Socialist move for power shift over anti-organised crime squad takes first step in Parliament

Two days after Bulgaria’s socialist party-appointed government came to power, the National Assembly approved the first reading of legislation moving the Chief Directorate for Combating Organised Crime into the State Agency for National Security.

The Bulgarian Socialist Party and the Movement for Rights and Freedoms portray the move as a reform for the sake of efficiency and preventing abuse of power, but former ruling party GERB criticise it as – among other things – part of a strategy to isolate President Rossen Plevneliev.

The first reading of the amendments was approved by 114 votes to 83, reflecting the respective proportions of votes held by the BSP-MRF on the one side and GERB on the other.

The Interior Ministry, law enforcement and intelligence structures are an especial target for change by the socialists, as they seek to roll back changes made under the 2009/13 Boiko Borissov government and restore the setup to something closer to the system in use during the 2006/09 socialist-led tripartite governing coalition.

The State Agency for National Security, set up under the previous socialist government, will recover its full investigative powers under the Penal Code.

The head of the agency will be appointed by Parliament, on the recommendation of the Prime Minister.

On May 30, a day before the first-reading vote in the National Assembly, the head of the State Agency for National Security, Konstantin Kazakov, resigned, saying that he wanted to give Prime Minister Plamen Oresharski a free hand to choose the agency’s leadership.

Tsvetan Tsvetanov, who was interior minister in the GERB government and is the party’s deputy leader, said on May 31 that the State Agency for National Security Act Amendment Bill was a “sly move aiming to isolate the President”.

“Let us not return the state into the hands of organised crime. This is what will happen with the moves by the current tripartite coalition,” Tsvetanov said.

He said that such legal amendments required serious analysis and discussions, and noted that neither the Prime Minister nor the Interior Minister were present during the May 31 debate in the National Assembly

GERB MP Krassimir Tsipov said that it seemed as if the amendment bill was written “at the scientific laboratories of the former State Security,” a reference to Bulgaria’s communist-era secret service.

“It bears all models of State Security’s style,” he said, quoted by local news agency Focus.

GERB MP Vesselin Vuchkov said that the amendments created a “departmental Frankenstein” of which the government would itself eventually lose control, and which would be a second Interior Ministry with police investigative functions, not subject to weekly parliamentary scrutiny.

Movement for Rights and Freedoms leader Lyutvi Mestan told Parliament that the amendments providing for the head of the agency to be elected by the National Assembly were intended in order to exert parliamentary control.

“With this amendment we continue the policy of rejecting the possibility for the Interior Ministry to continue acting as a politically repressive body,” Mestan said.

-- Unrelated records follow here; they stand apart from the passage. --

//! Built-in tools requiring engine cooperation: `ask_user` suspends the loop
//! for human input, `execute_code` delegates to a sandboxed runner
//! collaborator, `execute_plan` re-enters the agent loop with a list of
//! sub-steps. Each holds an `Arc<dyn Collaborator>` and delegates to it,
//! generalized to whatever collaborator each built-in needs.

use async_trait::async_trait;
use serde::Deserialize;
use serde_json::{json, Value};
use std::sync::Arc;

use crate::types::ToolResult;

use super::{Tool, ToolCallContext};

pub const TOOL_ASK_USER: &str = "ask_user";
pub const TOOL_EXECUTE_CODE: &str = "execute_code";
pub const TOOL_EXECUTE_PLAN: &str = "execute_plan";

/// Signals the agent loop to suspend and request human input. The tool itself performs no I/O: the loop recognizes
/// this tool's name before dispatch and emits `StreamEvent::InputRequest` /
/// `Suspend` instead of calling `Tool::call`. This impl exists so the tool
/// still has a well-defined spec for prompt construction and so a caller that
/// invokes it directly (bypassing the loop's special-case) gets a sane,
/// non-panicking result.
pub struct AskUserTool;

#[derive(Deserialize)]
struct AskUserArgs {
    question: String,
}

#[async_trait]
impl Tool for AskUserTool {
    fn name(&self) -> &str {
        TOOL_ASK_USER
    }

    fn spec(&self) -> crate::types::ToolDefinition {
        crate::types::ToolDefinition {
            name: TOOL_ASK_USER.into(),
            description: "Ask the human a clarifying question and wait for their reply.".into(),
            parameters: json!({
                "type": "object",
                "properties": {
                    "question": {"type": "string"}
                },
                "required": ["question"]
            }),
        }
    }

    async fn call(&self, args: Value, _ctx: &ToolCallContext) -> ToolResult {
        match serde_json::from_value::<AskUserArgs>(args) {
            Ok(parsed) => ToolResult::ok(parsed.question),
            Err(e) => ToolResult::error(format!("invalid ask_user arguments: {e}")),
        }
    }
}

/// Sandboxed code execution collaborator. The engine
/// embedding this crate supplies a concrete implementation; this crate
/// carries no sandbox of its own.
#[async_trait]
pub trait CodeRunner: Send + Sync {
    async fn run(&self, language: &str, code: &str) -> Result<String, String>;
}

pub struct ExecuteCodeTool {
    runner: Arc<dyn CodeRunner>,
}

impl ExecuteCodeTool {
    pub fn new(runner: Arc<dyn CodeRunner>) -> Self {
        Self { runner }
    }
}

#[derive(Deserialize)]
struct ExecuteCodeArgs {
    language: String,
    code: String,
}

#[async_trait]
impl Tool for ExecuteCodeTool {
    fn name(&self) -> &str {
        TOOL_EXECUTE_CODE
    }

    fn spec(&self) -> crate::types::ToolDefinition {
        crate::types::ToolDefinition {
            name: TOOL_EXECUTE_CODE.into(),
            description: "Run a short snippet of code in a sandboxed interpreter.".into(),
            parameters: json!({
                "type": "object",
                "properties": {
                    "language": {"type": "string"},
                    "code": {"type": "string"}
                },
                "required": ["language", "code"]
            }),
        }
    }

    async fn call(&self, args: Value, _ctx: &ToolCallContext) -> ToolResult {
        let parsed: ExecuteCodeArgs = match serde_json::from_value(args) {
            Ok(p) => p,
            Err(e) => return ToolResult::error(format!("invalid execute_code arguments: {e}")),
        };
        match self.runner.run(&parsed.language, &parsed.code).await {
            Ok(output) => ToolResult::ok(output),
            Err(message) => ToolResult::error(message),
        }
    }
}

/// Re-enters the agent loop with a list of sub-instructions and folds the
/// combined transcript back into one `ToolResult`. The actual
/// recursive run lives on whatever owns the agent loop (`agent` module);
/// this tool only defines the collaborator seam, mirroring `ExecuteCodeTool`.
#[async_trait]
pub trait PlanExecutor: Send + Sync {
    async fn execute_plan(&self, steps: Vec<String>) -> Result<String, String>;
}

pub struct ExecutePlanTool {
    executor: Arc<dyn PlanExecutor>,
}

impl ExecutePlanTool {
    pub fn new(executor: Arc<dyn PlanExecutor>) -> Self {
        Self { executor }
    }
}

#[derive(Deserialize)]
struct ExecutePlanArgs {
    steps: Vec<String>,
}

#[async_trait]
impl Tool for ExecutePlanTool {
    fn name(&self) -> &str {
        TOOL_EXECUTE_PLAN
    }

    fn spec(&self) -> crate::types::ToolDefinition {
        crate::types::ToolDefinition {
            name: TOOL_EXECUTE_PLAN.into(),
            description: "Execute an ordered list of sub-steps as nested agent turns.".into(),
            parameters: json!({
                "type": "object",
                "properties": {
                    "steps": {"type": "array", "items": {"type": "string"}}
                },
                "required": ["steps"]
            }),
        }
    }

    async fn call(&self, args: Value, _ctx: &ToolCallContext) -> ToolResult {
        let parsed: ExecutePlanArgs = match serde_json::from_value(args) {
            Ok(p) => p,
            Err(e) => return ToolResult::error(format!("invalid execute_plan arguments: {e}")),
        };
        if parsed.steps.is_empty() {
            return ToolResult::error("execute_plan requires at least one step");
        }
        match self.executor.execute_plan(parsed.steps).await {
            Ok(summary) => ToolResult::ok(summary),
            Err(message) => ToolResult::error(message),
        }
    }
}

There was a similar message from BSP MP Mladen Chervenyakov, who said that the role for the National Assembly in electing the head of the State Agency for National Security meant putting the agency’s future activities under parliamentary control.

Responding to GERB criticisms that the amendments were intended to destroy the Interior Ministry’s capacity to investigate and act against serious and organised crime while creating a new political police, the BSP and MRF argue that at the time Tsvetanov was interior minister, the ministry was acting as a political police.

Bulgarian media said that Oresharski was naming Vladimir Pisanchev to head the State Agency for National Security. Reports linked Pisanchev to the 2008 “Galeria” controversy, in which the agency allegedly illegally gathered information on individuals, companies and reporters, including phone records.

Pisanchev, deputy head of the agency since April 2012, has denied any wrongdoing in connection with the Galeria case, which involved investigations into leaks of classified information.

An investigation in 2009 by a parliamentary committee found that the then-head of the State Agency for National Security, Petko Sertov, had initiated an investigation without there having been a clear threat to national security, while agents including Alexei Petrov (later to be arrested on allegations of serious organised crime charges) had conducted unlawful interrogations.